Open dmeziere opened 4 months ago
Jobs are assigned to workers in the order they are given to the server (FIFO). However, the task system in libgearman as used by PHP clients is an abstraction above jobs, and it sends these "tasks" as jobs. It sends them all at one time, and it happens to send them LIFO. Refer to the discussion in issue #319.
Basically, if you change how you submit the tasks/jobs in your clients (hint: use doBackground
), you should get FIFO.
Alternatively, you are welcome to contribute a PR which changes the order that tasks are added in libgearman to be FIFO.
I also think you need to add more workers until the rate of jobs you can complete exceeds the rate of jobs that you add. Try doubling or tripling the number of workers you have.
Thank you for this track to explore. Adding more workers, in my case, means adding more physical servers (i already pushed the number of process per machine to a confortable ratio), and the costs will explode. That said, if i can prevent a not-yet-ended import to be pushed again and again by incoming ones, it will be a major upgrade !
When i say "35 PHP workers", i was meaning 7 physical servers each hosting 5 VM using each 3 worker processes.
You may also be running into the round robin problem. If you have multiple functions per worker, the default behavior is to assign all the jobs in one function before sending another function.
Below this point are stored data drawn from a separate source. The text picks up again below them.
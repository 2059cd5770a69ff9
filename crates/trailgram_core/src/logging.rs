//! Core logging bootstrap and safety policy.
//!
//! # Responsibility
//! - Initialize file-based rolling logs exactly once per process.
//! - Emit metadata-only diagnostic events from core.
//!
//! # Invariants
//! - Logging init is idempotent for the same level and directory.
//! - Re-initialization with a different level or directory is rejected.
//! - Spot titles, notes and coordinates are never written to logs.

use flexi_logger::{Cleanup, Criterion, FileSpec, Logger, LoggerHandle, Naming, WriteMode};
use log::{error, info};
use once_cell::sync::OnceCell;
use std::error::Error;
use std::fmt::{Display, Formatter};
use std::path::{Path, PathBuf};

const LOG_FILE_BASENAME: &str = "trailgram";
const MAX_LOG_FILE_SIZE_BYTES: u64 = 5 * 1024 * 1024;
const MAX_LOG_FILES: usize = 3;
const MAX_PANIC_PAYLOAD_CHARS: usize = 160;

static LOGGING_STATE: OnceCell<LoggingState> = OnceCell::new();
static PANIC_HOOK_INSTALLED: OnceCell<()> = OnceCell::new();

struct LoggingState {
    level: &'static str,
    log_dir: PathBuf,
    _logger: LoggerHandle,
}

/// Errors from logging initialization.
#[derive(Debug, Clone, PartialEq, Eq)]
pub enum LoggingError {
    /// Level is not one of `trace|debug|info|warn|error`.
    UnsupportedLevel(String),
    /// Directory is blank or relative.
    InvalidLogDir(String),
    /// Logging is already active with another level.
    LevelConflict {
        active: &'static str,
        requested: &'static str,
    },
    /// Logging is already active in another directory.
    DirConflict { active: PathBuf, requested: PathBuf },
    /// Directory creation or logger backend start failed.
    Backend(String),
}

impl Display for LoggingError {
    fn fmt(&self, f: &mut Formatter<'_>) -> std::fmt::Result {
        match self {
            Self::UnsupportedLevel(level) => write!(
                f,
                "unsupported log level `{level}`; expected trace|debug|info|warn|error"
            ),
            Self::InvalidLogDir(message) => write!(f, "invalid log_dir: {message}"),
            Self::LevelConflict { active, requested } => write!(
                f,
                "logging already initialized with level `{active}`; refusing to switch to `{requested}`"
            ),
            Self::DirConflict { active, requested } => write!(
                f,
                "logging already initialized at `{}`; refusing to switch to `{}`",
                active.display(),
                requested.display()
            ),
            Self::Backend(message) => write!(f, "logger backend failed: {message}"),
        }
    }
}

impl Error for LoggingError {}

/// Initializes core logging with level and absolute directory.
///
/// # Errors
/// - [`LoggingError::UnsupportedLevel`] / [`LoggingError::InvalidLogDir`] for
///   bad input.
/// - [`LoggingError::LevelConflict`] / [`LoggingError::DirConflict`] when
///   already initialized differently.
/// - [`LoggingError::Backend`] when the directory or logger cannot be set up.
pub fn init_logging(level: &str, log_dir: &str) -> Result<(), LoggingError> {
    let level = normalize_level(level)?;
    let log_dir = normalize_log_dir(log_dir)?;

    if let Some(state) = LOGGING_STATE.get() {
        return ensure_same_config(state, level, &log_dir);
    }

    let state = LOGGING_STATE.get_or_try_init(|| start_logger(level, &log_dir))?;
    ensure_same_config(state, level, &log_dir)
}

/// Returns `(level, log_dir)` when logging is active.
pub fn logging_status() -> Option<(&'static str, PathBuf)> {
    LOGGING_STATE
        .get()
        .map(|state| (state.level, state.log_dir.clone()))
}

/// `debug` for debug builds, `info` for release builds.
pub fn default_log_level() -> &'static str {
    if cfg!(debug_assertions) {
        "debug"
    } else {
        "info"
    }
}

fn start_logger(level: &'static str, log_dir: &Path) -> Result<LoggingState, LoggingError> {
    std::fs::create_dir_all(log_dir).map_err(|err| {
        LoggingError::Backend(format!(
            "failed to create log directory `{}`: {err}",
            log_dir.display()
        ))
    })?;

    let logger = Logger::try_with_str(level)
        .map_err(|err| LoggingError::Backend(err.to_string()))?
        .log_to_file(
            FileSpec::default()
                .directory(log_dir)
                .basename(LOG_FILE_BASENAME),
        )
        .rotate(
            Criterion::Size(MAX_LOG_FILE_SIZE_BYTES),
            Naming::Numbers,
            Cleanup::KeepLogFiles(MAX_LOG_FILES),
        )
        .write_mode(WriteMode::BufferAndFlush)
        .append()
        .format_for_files(flexi_logger::detailed_format)
        .start()
        .map_err(|err| LoggingError::Backend(err.to_string()))?;

    install_panic_hook_once();

    info!(
        "event=app_start module=core status=ok platform={} version={}",
        std::env::consts::OS,
        env!("CARGO_PKG_VERSION")
    );
    info!(
        "event=logging_init module=core status=ok level={} log_dir={}",
        level,
        log_dir.display()
    );

    Ok(LoggingState {
        level,
        log_dir: log_dir.to_path_buf(),
        _logger: logger,
    })
}

fn ensure_same_config(
    state: &LoggingState,
    level: &'static str,
    log_dir: &Path,
) -> Result<(), LoggingError> {
    if state.log_dir != log_dir {
        return Err(LoggingError::DirConflict {
            active: state.log_dir.clone(),
            requested: log_dir.to_path_buf(),
        });
    }
    if state.level != level {
        return Err(LoggingError::LevelConflict {
            active: state.level,
            requested: level,
        });
    }
    Ok(())
}

fn normalize_level(level: &str) -> Result<&'static str, LoggingError> {
    match level.trim().to_ascii_lowercase().as_str() {
        "trace" => Ok("trace"),
        "debug" => Ok("debug"),
        "info" => Ok("info"),
        "warn" | "warning" => Ok("warn"),
        "error" => Ok("error"),
        other => Err(LoggingError::UnsupportedLevel(other.to_string())),
    }
}

fn normalize_log_dir(log_dir: &str) -> Result<PathBuf, LoggingError> {
    let trimmed = log_dir.trim();
    if trimmed.is_empty() {
        return Err(LoggingError::InvalidLogDir("must not be empty".to_string()));
    }
    let path = Path::new(trimmed);
    if !path.is_absolute() {
        return Err(LoggingError::InvalidLogDir(format!(
            "must be an absolute path, got `{trimmed}`"
        )));
    }
    Ok(path.to_path_buf())
}

fn install_panic_hook_once() {
    if PANIC_HOOK_INSTALLED.set(()).is_err() {
        return;
    }

    let previous_hook = std::panic::take_hook();
    std::panic::set_hook(Box::new(move |panic_info| {
        // Payload may echo user text (titles, notes); cap and flatten it.
        let location = panic_info
            .location()
            .map(|loc| format!("{}:{}", loc.file(), loc.line()))
            .unwrap_or_else(|| "unknown".to_string());
        let payload = panic_payload_summary(panic_info);
        error!(
            "event=panic_captured module=core status=error location={} payload={}",
            location, payload
        );
        previous_hook(panic_info);
    }));
}

fn panic_payload_summary(info: &std::panic::PanicHookInfo<'_>) -> String {
    let payload = if let Some(message) = info.payload().downcast_ref::<&str>() {
        (*message).to_string()
    } else if let Some(message) = info.payload().downcast_ref::<String>() {
        message.clone()
    } else {
        "non-string panic payload".to_string()
    };

    sanitize_message(&payload, MAX_PANIC_PAYLOAD_CHARS)
}

fn sanitize_message(value: &str, max_chars: usize) -> String {
    let normalized = value.replace(['\n', '\r'], " ");
    let mut truncated = normalized.chars().take(max_chars).collect::<String>();
    if normalized.chars().count() > max_chars {
        truncated.push_str("...");
    }
    truncated
}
Try passing --round-robin to gearmand.
On Tue, Jul 9, 2024, 7:29 AM David Mézière @.***> wrote:
Thank you for this track to explore. Adding more workers, in my case, means adding more physical servers (i already pushed the number of process per machine to a confortable ratio), and the costs will explode. That said, if i can prevent a not-yet-ended import to be pushed again and again by incoming ones, it will be a major upgrade !
— Reply to this email directly, view it on GitHub https://github.com/gearman/gearmand/issues/395#issuecomment-2217889532, or unsubscribe https://github.com/notifications/unsubscribe-auth/AADS6YGDW7447V2627GGBUTZLPXVLAVCNFSM6AAAAABKSOLRSOVHI2DSMVQWIX3LMV43OSLTON2WKQ3PNVWWK3TUHMZDEMJXHA4DSNJTGI . You are receiving this because you are subscribed to this thread.Message ID: @.***>
Does doBackground() have other behavioural differences with addTask() / runTasks() ? I mean the jobs are executed, but gearadmin can't see them, and it looks like the callbacks are not executed. I use them a lot to generate a Gantt diagram, showing all the jobs in realtime. There nothing works at the monitoring level.
[edit] I now can see the job with gearadmin. The documentation (that is a bit light to my taste) states that all the callbacks handling only works with runTasks(). I really need this behaviour, it is a problem to me.
Just to be clear, the PHP extension is a separate project, and we are not responsible for it (except that it uses libgearman.so under the hood and we are responsible for that). If doBackground does not fit your needs, you are welcome to submit a PR which changes the behavior of libgearman, as mentioned previously.
Can you provide some partial sample client code? If you're already using GearmanClient::do, and not addTask/runTasks, then this is not the LIFO task problem, and I'm very suspicious it's the round-robin problem.
On Wed, Jul 10, 2024 at 8:48 AM Ed Sabol @.***> wrote:
Just to be clear, the PHP extension is a separate project, and we are not responsible for it (except that it uses libgearman.so under the hood and we are responsible for that). If doBackground does not fit your needs, you are welcome to submit a PR which changes the behavior of libgearman, as mentioned previously.
— Reply to this email directly, view it on GitHub https://github.com/gearman/gearmand/issues/395#issuecomment-2220885395, or unsubscribe https://github.com/notifications/unsubscribe-auth/AADS6YHJ4UT4R426V22ZGULZLVJWJAVCNFSM6AAAAABKSOLRSOVHI2DSMVQWIX3LMV43OSLTON2WKQ3PNVWWK3TUHMZDEMRQHA4DKMZZGU . You are receiving this because you commented.Message ID: @.***>
@esabol I am not blaming anyone or anything. I love Gearman ! I am just trying to understand and locate where my problem is, and to find the cheapest solution to it. Believe me, if i could provide any quality code in C / Boost, i would be proud to contribute, if it was nessessary. The only thing i said is that the Gearman documentation on the PHP website (that i understand is not gearmand related) could be enhanced.
@SpamapS I am not using GearmanClient::do. I experienced it this week thanks to your help on this issue, but i did not go very far because i use a lot the callbacks and communication provided by GeamanClient tasks to manage my jobs. I achieved running my jobs with GearmanClient::do, but without any feedback of course. I have a second method, also, but it is nominative (one method per "workshop" (a group of workers handled by a PHP master process in my project) used to warmup an import, before running the real jobs, that have the same function name for all the farm.
The callback stuff isn't hard to do with GermanClient::do .. doBackground was a problem because you never get results from it.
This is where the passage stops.